(Records for the exercise):
//! Persisted set of favorite image ids.
//!
//! Stored under `sowonee_favorites` as a JSON array in insertion order.

use std::sync::{Arc, Mutex, PoisonError};

use tracing::{debug, info, trace};

use sowonee_core::defaults::KEY_FAVORITES;

use crate::storage::{load_json, remove_key, save_json, StorageBackend};

/// Shared handle to the favorites list. Clones share state.
#[derive(Clone)]
pub struct Favorites {
    inner: Arc<FavoritesInner>,
}

struct FavoritesInner {
    storage: Arc<dyn StorageBackend>,
    ids: Mutex<Option<Vec<String>>>,
}

impl Favorites {
    pub fn new(storage: Arc<dyn StorageBackend>) -> Self {
        Self {
            inner: Arc::new(FavoritesInner {
                storage,
                ids: Mutex::new(None),
            }),
        }
    }

    fn with_ids<R>(&self, f: impl FnOnce(&mut Vec<String>, &dyn StorageBackend) -> R) -> R {
        let storage = self.inner.storage.as_ref();
        let mut guard = self
            .inner
            .ids
            .lock()
            .unwrap_or_else(PoisonError::into_inner);
        let ids = guard.get_or_insert_with(|| {
            let ids: Vec<String> = load_json(storage, KEY_FAVORITES);
            debug!(count = ids.len(), "Favorites loaded");
            ids
        });
        f(ids, storage)
    }

    pub fn is_loaded(&self) -> bool {
        self.inner
            .ids
            .lock()
            .unwrap_or_else(PoisonError::into_inner)
            .is_some()
    }

    pub fn is_favorite(&self, image_id: &str) -> bool {
        self.with_ids(|ids, _| ids.iter().any(|id| id == image_id))
    }

    /// Flip membership of `image_id`. Returns the new membership.
    pub fn toggle(&self, image_id: &str) -> bool {
        self.with_ids(|ids, storage| {
            let now_favorite = match ids.iter().position(|id| id == image_id) {
                Some(index) => {
                    ids.remove(index);
                    false
                }
                None => {
                    ids.push(image_id.to_string());
                    true
                }
            };
            trace!(image_id, favorite = now_favorite, "Favorite toggled");
            save_json(storage, KEY_FAVORITES, &*ids);
            now_favorite
        })
    }

    /// Add `image_id` if absent. Returns whether it was added.
    pub fn add(&self, image_id: &str) -> bool {
        self.with_ids(|ids, storage| {
            if ids.iter().any(|id| id == image_id) {
                return false;
            }
            ids.push(image_id.to_string());
            save_json(storage, KEY_FAVORITES, &*ids);
            true
        })
    }

    /// Remove `image_id` if present. Returns whether it was removed.
    pub fn remove(&self, image_id: &str) -> bool {
        self.with_ids(|ids, storage| {
            let before = ids.len();
            ids.retain(|id| id != image_id);
            if ids.len() == before {
                return false;
            }
            save_json(storage, KEY_FAVORITES, &*ids);
            true
        })
    }

    pub fn clear(&self) {
        self.with_ids(|ids, storage| {
            ids.clear();
            remove_key(storage, KEY_FAVORITES);
        });
        info!("Favorites cleared");
    }

    /// Favorite ids in the order they were added.
    pub fn ids(&self) -> Vec<String> {
        self.with_ids(|ids, _| ids.clone())
    }

    pub fn count(&self) -> usize {
        self.with_ids(|ids, _| ids.len())
    }
}

impl std::fmt::Debug for Favorites {
    fn fmt(&self, f: &mut std::fmt::Formatter<'_>) -> std::fmt::Result {
        f.debug_struct("Favorites")
            .field("loaded", &self.is_loaded())
            .finish()
    }
}

#[cfg(test)]
mod tests {
    use super::*;
    use crate::storage::MemoryStorage;

    #[test]
    fn test_toggle_twice_restores_membership() {
        let storage = Arc::new(MemoryStorage::new());
        let favorites = Favorites::new(storage.clone());

        assert!(favorites.toggle("a"));
        assert!(favorites.is_favorite("a"));
        assert_eq!(storage.raw(KEY_FAVORITES).as_deref(), Some(r#"["a"]"#));

        assert!(!favorites.toggle("a"));
        assert!(!favorites.is_favorite("a"));
        assert_eq!(storage.raw(KEY_FAVORITES).as_deref(), Some("[]"));
    }

    #[test]
    fn test_add_and_remove_are_idempotent() {
        let favorites = Favorites::new(Arc::new(MemoryStorage::new()));
        assert!(favorites.add("x"));
        assert!(!favorites.add("x"));
        assert!(favorites.add("y"));
        assert_eq!(favorites.ids(), vec!["x", "y"]);

        assert!(favorites.remove("x"));
        assert!(!favorites.remove("x"));
        assert_eq!(favorites.count(), 1);
    }

    #[test]
    fn test_loads_existing_list_and_recovers_from_corruption() {
        let storage = Arc::new(MemoryStorage::new());
        storage.insert_raw(KEY_FAVORITES, r#"["p","q"]"#);
        assert_eq!(Favorites::new(storage).ids(), vec!["p", "q"]);

        let corrupt = Arc::new(MemoryStorage::new());
        corrupt.insert_raw(KEY_FAVORITES, "{\"p\": 1}");
        let favorites = Favorites::new(corrupt);
        assert_eq!(favorites.count(), 0);
        assert!(favorites.toggle("p"));
    }

    #[test]
    fn test_clear_removes_key() {
        let storage = Arc::new(MemoryStorage::new());
        let favorites = Favorites::new(storage.clone());
        favorites.add("a");
        favorites.clear();
        assert_eq!(favorites.count(), 0);
        assert!(!storage.contains_key(KEY_FAVORITES));
    }

    #[test]
    fn test_unavailable_storage_still_tracks_in_memory() {
        let favorites = Favorites::new(Arc::new(MemoryStorage::disabled()));
        assert!(favorites.toggle("a"));
        assert!(favorites.is_favorite("a"));
    }
}
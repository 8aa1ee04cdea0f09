//! Gallery configuration.
//!
//! Loaded from a TOML file (default: `~/.config/sowonee/gallery.toml`) or from
//! `SOWONEE_*` environment variables:
//!
//! ```toml
//! [gallery]
//! storage = "file"
//! storage_dir = "${HOME}/.local/share/sowonee"
//! popular_limit = 50
//! debounce_ms = 300
//! records_path = "images.json"
//! ```

use std::env;
use std::fmt;
use std::path::{Path, PathBuf};
use std::str::FromStr;
use std::sync::Arc;
use std::time::Duration;

use serde::{Deserialize, Serialize};
use thiserror::Error;
use tracing::{debug, info};

use sowonee_core::defaults::{POPULAR_VIEW_LIMIT, SEARCH_DEBOUNCE_MS, STORAGE_DIR_NAME};
use sowonee_stats::{FileStorage, MemoryStorage, StorageBackend};

/// Configuration errors.
#[derive(Debug, Error)]
pub enum ConfigError {
    #[error("Failed to read config file: {0}")]
    FileRead(#[from] std::io::Error),

    #[error("Failed to parse TOML: {0}")]
    TomlParse(#[from] toml::de::Error),

    #[error("Invalid storage kind: {0}")]
    InvalidStorage(String),

    #[error("Validation error: {0}")]
    Validation(String),
}

pub type ConfigResult<T> = Result<T, ConfigError>;

/// Persistence backend selection.
#[derive(Debug, Clone, Copy, PartialEq, Eq, Serialize, Deserialize, Default)]
#[serde(rename_all = "lowercase")]
pub enum StorageKind {
    /// Lost at exit.
    Memory,
    #[default]
    File,
}

impl FromStr for StorageKind {
    type Err = ConfigError;

    fn from_str(s: &str) -> Result<Self, Self::Err> {
        match s.to_lowercase().as_str() {
            "memory" => Ok(Self::Memory),
            "file" => Ok(Self::File),
            _ => Err(ConfigError::InvalidStorage(s.to_string())),
        }
    }
}

impl fmt::Display for StorageKind {
    fn fmt(&self, f: &mut fmt::Formatter<'_>) -> fmt::Result {
        match self {
            Self::Memory => write!(f, "memory"),
            Self::File => write!(f, "file"),
        }
    }
}

#[derive(Debug, Clone, PartialEq, Eq, Serialize, Deserialize)]
#[serde(default)]
pub struct GalleryConfig {
    pub storage: StorageKind,
    /// Directory for [`StorageKind::File`].
    pub storage_dir: PathBuf,
    /// Engagement-ranked ids considered by the popular filter.
    pub popular_limit: usize,
    /// Quiet window before a filter change triggers a fetch.
    pub debounce_ms: u64,
    /// JSON array of image records.
    #[serde(skip_serializing_if = "Option::is_none")]
    pub records_path: Option<PathBuf>,
}

impl Default for GalleryConfig {
    fn default() -> Self {
        Self {
            storage: StorageKind::default(),
            storage_dir: FileStorage::default_dir(),
            popular_limit: POPULAR_VIEW_LIMIT,
            debounce_ms: SEARCH_DEBOUNCE_MS,
            records_path: None,
        }
    }
}

impl GalleryConfig {
    pub fn default_config_path() -> PathBuf {
        let mut path = dirs::config_dir().unwrap_or_else(|| PathBuf::from(".config"));
        path.push(STORAGE_DIR_NAME);
        path.push("gallery.toml");
        path
    }

    /// Load from the default path, falling back to environment variables.
    pub fn load() -> ConfigResult<Self> {
        let path = Self::default_config_path();

        if path.exists() {
            info!("Loading gallery config from: {}", path.display());
            Self::from_file(&path)
        } else {
            debug!(
                "Config file not found at {}, using environment variables",
                path.display()
            );
            Self::from_env()
        }
    }

    /// Load from a TOML file with a `[gallery]` table.
    pub fn from_file(path: &Path) -> ConfigResult<Self> {
        let content = std::fs::read_to_string(path)?;
        Self::from_toml_str(&content)
    }

    fn from_toml_str(content: &str) -> ConfigResult<Self> {
        let content = Self::substitute_env_vars(content);

        #[derive(Deserialize)]
        struct TomlRoot {
            #[serde(default)]
            gallery: GalleryConfig,
        }

        let root: TomlRoot = toml::from_str(&content)?;
        root.gallery.validate()?;
        Ok(root.gallery)
    }

    /// Load from `SOWONEE_*` environment variables.
    pub fn from_env() -> ConfigResult<Self> {
        let defaults = Self::default();

        let storage = match env::var("SOWONEE_STORAGE") {
            Ok(raw) => raw.parse()?,
            Err(_) => defaults.storage,
        };
        let config = Self {
            storage,
            storage_dir: env::var("SOWONEE_STORAGE_DIR")
                .map(PathBuf::from)
                .unwrap_or(defaults.storage_dir),
            popular_limit: parse_env("SOWONEE_POPULAR_LIMIT")?.unwrap_or(defaults.popular_limit),
            debounce_ms: parse_env("SOWONEE_DEBOUNCE_MS")?.unwrap_or(defaults.debounce_ms),
            records_path: env::var("SOWONEE_RECORDS_PATH").ok().map(PathBuf::from),
        };

        config.validate()?;
        Ok(config)
    }

    pub fn validate(&self) -> ConfigResult<()> {
        if self.popular_limit == 0 {
            return Err(ConfigError::Validation(
                "popular_limit must be greater than 0".to_string(),
            ));
        }
        if self.debounce_ms == 0 {
            return Err(ConfigError::Validation(
                "debounce_ms must be greater than 0".to_string(),
            ));
        }
        if self.storage == StorageKind::File && self.storage_dir.as_os_str().is_empty() {
            return Err(ConfigError::Validation(
                "storage_dir cannot be empty for file storage".to_string(),
            ));
        }
        Ok(())
    }

    pub fn debounce(&self) -> Duration {
        Duration::from_millis(self.debounce_ms)
    }

    /// Build the configured storage backend.
    pub fn storage_backend(&self) -> Arc<dyn StorageBackend> {
        match self.storage {
            StorageKind::Memory => Arc::new(MemoryStorage::new()),
            StorageKind::File => Arc::new(FileStorage::new(&self.storage_dir)),
        }
    }

    /// Replace `${VAR}` with the variable's value; unknown variables stay as-is.
    fn substitute_env_vars(content: &str) -> String {
        let re = match regex::Regex::new(r"\$\{([A-Z_][A-Z0-9_]*)\}") {
            Ok(re) => re,
            Err(_) => return content.to_string(),
        };
        re.replace_all(content, |caps: &regex::Captures| {
            let var_name = &caps[1];
            env::var(var_name).unwrap_or_else(|_| format!("${{{}}}", var_name))
        })
        .to_string()
    }
}

fn parse_env<T: FromStr>(name: &str) -> ConfigResult<Option<T>> {
    match env::var(name) {
        Ok(raw) => raw
            .trim()
            .parse()
            .map(Some)
            .map_err(|_| ConfigError::Validation(format!("{name} is not a valid number: {raw}"))),
        Err(_) => Ok(None),
    }
}
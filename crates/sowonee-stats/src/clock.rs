//! Time source for search-log timestamps.

use std::sync::atomic::{AtomicI64, Ordering};

/// Milliseconds since the Unix epoch.
pub trait Clock: Send + Sync {
    fn now_millis(&self) -> i64;
}

/// Wall clock.
#[derive(Debug, Clone, Copy, Default)]
pub struct SystemClock;

impl Clock for SystemClock {
    fn now_millis(&self) -> i64 {
        chrono::Utc::now().timestamp_millis()
    }
}

/// Manually driven clock for deterministic tests.
#[derive(Debug, Default)]
pub struct ManualClock {
    now: AtomicI64,
}

impl ManualClock {
    pub fn new(start_millis: i64) -> Self {
        Self {
            now: AtomicI64::new(start_millis),
        }
    }

    pub fn advance(&self, millis: i64) {
        self.now.fetch_add(millis, Ordering::SeqCst);
    }

    pub fn set(&self, millis: i64) {
        self.now.store(millis, Ordering::SeqCst);
    }
}

impl Clock for ManualClock {
    fn now_millis(&self) -> i64 {
        self.now.load(Ordering::SeqCst)
    }
}
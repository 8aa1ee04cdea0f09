//! The gallery facade: engagement, favorites and the filter engine together.

use std::collections::BTreeMap;

use serde::Serialize;
use tracing::debug;

use sowonee_core::defaults::POPULAR_VIEW_LIMIT;
use sowonee_core::{
    action_counts, active_filters, apply_special_filter, character_counts, emotion_counts,
    filter_images, scene_counts, ActiveFilter, FilterSpec, ImageRecord, SpecialFilter,
};
use sowonee_stats::{EngagementTracker, Favorites};

/// Counts shown on the special-filter toggles.
#[derive(Debug, Clone, Copy, PartialEq, Eq, Serialize)]
pub struct Badges {
    pub favorites: usize,
    pub popular: usize,
}

/// Everything the filter panel displays next to its options.
#[derive(Debug, Clone, PartialEq, Eq, Serialize)]
pub struct FacetSummary {
    pub characters: BTreeMap<String, usize>,
    pub emotions: BTreeMap<String, usize>,
    pub actions: BTreeMap<String, usize>,
    pub scenes: BTreeMap<String, usize>,
    pub active: Vec<ActiveFilter>,
    pub has_active_filters: bool,
}

#[derive(Debug, Clone)]
pub struct Gallery {
    tracker: EngagementTracker,
    favorites: Favorites,
    popular_limit: usize,
}

impl Gallery {
    pub fn new(tracker: EngagementTracker, favorites: Favorites) -> Self {
        Self {
            tracker,
            favorites,
            popular_limit: POPULAR_VIEW_LIMIT,
        }
    }

    /// Override how many engagement-ranked ids the popular filter considers.
    pub fn with_popular_limit(mut self, limit: usize) -> Self {
        self.popular_limit = limit;
        self
    }

    pub fn tracker(&self) -> &EngagementTracker {
        &self.tracker
    }

    pub fn favorites(&self) -> &Favorites {
        &self.favorites
    }

    /// Records to display for `spec`.
    ///
    /// The popular ranking is computed over all tracked images and then
    /// intersected with the records passing the regular filters.
    pub fn view<'a>(&self, records: &'a [ImageRecord], spec: &FilterSpec) -> Vec<&'a ImageRecord> {
        let filtered = filter_images(records, spec);
        self.apply_special(filtered, spec.special_filter)
    }

    /// Apply only the special-filter pass to already filtered `images`.
    pub fn apply_special<'a>(
        &self,
        images: Vec<&'a ImageRecord>,
        special: SpecialFilter,
    ) -> Vec<&'a ImageRecord> {
        match special {
            SpecialFilter::None => images,
            SpecialFilter::Popular => {
                let popular = self.tracker.popular_image_ids(self.popular_limit);
                apply_special_filter(images, special, &[], &popular)
            }
            SpecialFilter::Favorites => {
                let favorites = self.favorites.ids();
                apply_special_filter(images, special, &favorites, &[])
            }
        }
    }

    pub fn badges(&self) -> Badges {
        Badges {
            favorites: self.favorites.count(),
            popular: self.tracker.popular_image_ids(self.popular_limit).len(),
        }
    }

    /// Facet counts over `records` plus the chips for `spec`.
    pub fn facets(&self, records: &[ImageRecord], spec: &FilterSpec) -> FacetSummary {
        FacetSummary {
            characters: character_counts(records),
            emotions: emotion_counts(records)
                .into_iter()
                .map(|(k, v)| (k.value().to_string(), v))
                .collect(),
            actions: action_counts(records)
                .into_iter()
                .map(|(k, v)| (k.value().to_string(), v))
                .collect(),
            scenes: scene_counts(records)
                .into_iter()
                .map(|(k, v)| (k.value().to_string(), v))
                .collect(),
            active: active_filters(spec),
            has_active_filters: spec.has_active_filters(),
        }
    }

    pub fn open_lightbox(&self, image_id: &str) {
        debug!(image_id, "Lightbox opened");
        self.tracker.track_view(image_id);
    }

    pub fn download(&self, image_id: &str) {
        self.tracker.track_download(image_id);
    }

    /// Record a submitted search. Returns the spec with `query` applied.
    pub fn search(&self, spec: &FilterSpec, query: &str) -> FilterSpec {
        self.tracker.track_search(query);
        spec.clone().with_search(query)
    }

    pub fn toggle_favorite(&self, image_id: &str) -> bool {
        self.favorites.toggle(image_id)
    }
}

(About this task):
The answer is the lines above between the line holding "apply_special_filter(images, special, &[], &popular)" and the line holding "scenes: scene_counts(records)", inclusive, each written out exactly, and no others.

(Written response):
                apply_special_filter(images, special, &[], &popular)
            }
            SpecialFilter::Favorites => {
                let favorites = self.favorites.ids();
                apply_special_filter(images, special, &favorites, &[])
            }
        }
    }

    pub fn badges(&self) -> Badges {
        Badges {
            favorites: self.favorites.count(),
            popular: self.tracker.popular_image_ids(self.popular_limit).len(),
        }
    }

    /// Facet counts over `records` plus the chips for `spec`.
    pub fn facets(&self, records: &[ImageRecord], spec: &FilterSpec) -> FacetSummary {
        FacetSummary {
            characters: character_counts(records),
            emotions: emotion_counts(records)
                .into_iter()
                .map(|(k, v)| (k.value().to_string(), v))
                .collect(),
            actions: action_counts(records)
                .into_iter()
                .map(|(k, v)| (k.value().to_string(), v))
                .collect(),
            scenes: scene_counts(records)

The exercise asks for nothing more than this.